Constitutive activation of Fibroblast Growth Factor 3 (FGFR3) tyrosine kinase have been identified in various human cancers and have been reported to play an important role in some hematopoietic neoplasms. We have previously reported that TEL-FGFR3 in a patient with peripheral T-cell Lymphoma and AML conferred IL-3 independency to Ba/F3 cells and activates PLCγ, PK3K, STAT3, STAT5, MAPK through its constitutive tyrosine kinase activity in TEL-FGFR3 transfected Ba/F3 cells (TF-V5).
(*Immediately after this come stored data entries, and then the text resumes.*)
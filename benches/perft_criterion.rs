use std::time::Duration;

use criterion::{black_box, criterion_group, criterion_main, BenchmarkId, Criterion, Throughput};

use chess_rules::game_state::position::Position;
use chess_rules::move_generation::legal_moves::perft;
use chess_rules::move_generation::move_apply::apply_move;
use chess_rules::move_generation::termination::classify;
use chess_rules::utils::long_algebraic::decode_move_token;

#[derive(Clone, Copy)]
struct BenchCase {
    name: &'static str,
    fen: &'static str,
    expected_nodes: &'static [u64],
}

const STARTPOS_FEN: &str = "rnbqkbnr/pppppppp/8/8/8/8/PPPPPPPP/RNBQKBNR w KQkq - 0 1";

const CASES: &[BenchCase] = &[
    BenchCase {
        name: "position_1",
        fen: STARTPOS_FEN,
        expected_nodes: &[20, 400, 8902],
    },
    BenchCase {
        name: "position_2",
        fen: "r3k2r/p1ppqpb1/bn2pnp1/3PN3/1p2P3/2N2Q1p/PPPBBPPP/R3K2R w KQkq - 0 1",
        expected_nodes: &[48, 2039],
    },
    BenchCase {
        name: "position_3",
        fen: "8/2p5/3p4/KP5r/1R3p1k/8/4P1P1/8 w - - 0 1",
        expected_nodes: &[14, 191, 2812],
    },
];

fn bench_perft(c: &mut Criterion) {
    let mut group = c.benchmark_group("perft");
    group.warm_up_time(Duration::from_secs(1));
    group.measurement_time(Duration::from_secs(4));
    group.sample_size(10);

    for case in CASES {
        let position = Position::from_fen(case.fen).expect("benchmark FEN should parse");

        for (depth_idx, expected_nodes) in case.expected_nodes.iter().enumerate() {
            let depth = (depth_idx + 1) as u8;

            // Correctness guard before benchmarking.
            assert_eq!(
                perft(&position, depth),
                *expected_nodes,
                "node mismatch for {} depth {}",
                case.name,
                depth
            );

            group.throughput(Throughput::Elements(*expected_nodes));
            group.bench_with_input(
                BenchmarkId::from_parameter(format!("{}_d{}", case.name, depth)),
                expected_nodes,
                |b, expected| {
                    b.iter(|| {
                        let nodes = perft(black_box(&position), black_box(depth));
                        assert_eq!(nodes, *expected);
                        black_box(nodes)
                    });
                },
            );
        }
    }

    group.finish();
}

fn bench_apply_and_classify(c: &mut Criterion) {
    let position = Position::from_fen(CASES[1].fen).expect("benchmark FEN should parse");
    let (from, to, promotion) = decode_move_token("e1g1").expect("castle token");

    c.bench_function("apply_move_castle", |b| {
        b.iter(|| {
            apply_move(black_box(&position), from, to, promotion).expect("castling is legal")
        })
    });
    c.bench_function("classify_kiwipete", |b| b.iter(|| classify(black_box(&position))));
}

criterion_group!(perft_benches, bench_perft, bench_apply_and_classify);
criterion_main!(perft_benches);
//! Centralised error hierarchy for the **Lox interpreter**.
//!
//! All subsystems (scanner, parser, resolver, runtime) convert their internal
//! failure modes into one of the variants defined here.  The `Display`
//! implementations produce the exact diagnostic text users (and tooling) see:
//!
//! * compile‑time errors: `[line N] Error<where>: <message>`
//! * runtime errors:      `<message>\n[line N]`
//!
//! The module **does not** print diagnostics itself.

use std::io;
use thiserror::Error;

use log::info;

use crate::token::{Token, TokenType};

/// Canonical error type used throughout the interpreter.
#[derive(Debug, Error)]
#[non_exhaustive]
pub enum LoxError {
    /// Lexical (scanner) error with source line information.
    #[error("[line {line}] Error: {message}")]
    Lex {
        /// Human‑readable description.
        message: String,

        /// 1‑based line where the error occurred.
        line: usize,
    },

    /// Syntactic (parser) error, anchored at the offending token.
    #[error("[line {line}] Error{location}: {message}")]
    Parse {
        message: String,
        line: usize,
        /// Either `" at end"` or `" at '<lexeme>'"`.
        location: String,
    },

    /// Static‑analysis failure (misplaced `return`, `this`, duplicate names …).
    #[error("[line {line}] Error{location}: {message}")]
    Resolve {
        message: String,
        line: usize,
        location: String,
    },

    /// Runtime evaluation error.
    #[error("{message}\n[line {line}]")]
    Runtime { message: String, line: usize },

    /// Wrapper around `std::io::Error` (transparent).  Enables `?` on I/O ops.
    #[error(transparent)]
    Io(#[from] io::Error),
}

/// `" at end"` for the EOF token, `" at '<lexeme>'"` for everything else.
fn location(token: &Token) -> String {
    if token.token_type == TokenType::EOF {
        " at end".to_string()
    } else {
        format!(" at '{}'", token.lexeme)
    }
}

impl LoxError {
    /// Helper constructor for the **scanner**.
    pub fn lex<S: Into<String>>(line: usize, msg: S) -> Self {
        let message: String = msg.into();

        info!("Creating Lex error: line={}, msg={}", line, message);

        LoxError::Lex { message, line }
    }

    /// Helper constructor for the **parser**.
    pub fn parse<S: Into<String>>(token: &Token, msg: S) -> Self {
        let message: String = msg.into();

        info!("Creating Parse error: line={}, msg={}", token.line, message);

        LoxError::Parse {
            message,
            line: token.line,
            location: location(token),
        }
    }

    /// Helper constructor for the **resolver**.
    pub fn resolve<S: Into<String>>(token: &Token, msg: S) -> Self {
        let message: String = msg.into();

        info!("Creating Resolve error: line={}, msg={}", token.line, message);

        LoxError::Resolve {
            message,
            line: token.line,
            location: location(token),
        }
    }

    /// Helper constructor for the **interpreter**.
    pub fn runtime<S: Into<String>>(token: &Token, msg: S) -> Self {
        Self::runtime_at(token.line, msg)
    }

    /// Runtime error for signals that only remember their source line.
    pub fn runtime_at<S: Into<String>>(line: usize, msg: S) -> Self {
        let message: String = msg.into();

        info!("Creating Runtime error: line={}, msg={}", line, message);

        LoxError::Runtime { message, line }
    }

    /// The bare message, without any line decoration.  Interactive mode uses
    /// this to print runtime errors.
    pub fn message(&self) -> String {
        match self {
            LoxError::Lex { message, .. }
            | LoxError::Parse { message, .. }
            | LoxError::Resolve { message, .. }
            | LoxError::Runtime { message, .. } => message.clone(),
            other => other.to_string(),
        }
    }
}

/// Crate‑wide `Result` alias.
pub type Result<T> = std::result::Result<T, LoxError>;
In KMS-11, human multiple myeloma cell line which expresses constitutively active mutant FGFR3, activations of PI3K and STAT3 pathways have been reported. However, little is known about how FGFR3 tyrosine kinase (TK) activates these downstream molecules. Here, we show that PYK2, a member of focal adhesion kinases, plays a pivotal role for the activation of PI3K, STAT3 and STAT5 in FGFR3 oncogenic pathways, and is a candidate for therapeutic target. PP1/PP2, a kinase inhibitor of SRC and PYK2, inhibited the cell growth of TF-V5 and KMS-11 cells in a dose-dependent manner (IC50=15μM, 25μM respectively), not affecting the cell growth of IL-3 dependent Ba/F3 cells. Another specific SRC inhibitor did not affect the cell growth of TF-V5 and KMS-11 cells. TEL-FGFR3 transfection to Ba/F3 cells led to the overexpression of PYK2 but not FAK. Expression and phosphorylation of PYK2 were identified in KMS-11 cells. Immunoprecipitation analysis using FGFR3 TK inhibitor SU5402 showed that the activation of PYK2 which was recruited to FGFR3 was dependent on the kinase activity of FGFR3. The cell growth of TF-V5 was completely inhibited at the concentration of PP1/PP2(30μM), which inhibited auto-phosphorylation of PYK2. PP1/PP2 suppressed the activation of PI3K-ATK pathway and decreased expression of C-MYC, inducing G1-arrest of TF-V5. PP1/PP2 induced intrinsic apoptosis of TF-V5 and did not affect activation of BAX but decrease expression of BCL-2 and BCL-XL through inactivation of STAT3 and STAT5. PP1/PP2 also inhibited the activation of PI3K and STAT3 in KMS-11 cells, inducing G1-arrest and apoptosis. PP1/PP2 inhibited tyrosine kinase of PYK2 mesured by in vitro kinase assay (IC50=23μM, 13μM, respectively). Further PYK2 C-terminus Associated Protein (PAP) siRNA expression plasmid significantly decreased the proliferation of TF-V5 but not mock transfected Ba/F3 cells. Our data demonstrates that PYK2 is an attractive molecular target for FGFR3 associated hematopoietic neoplasm.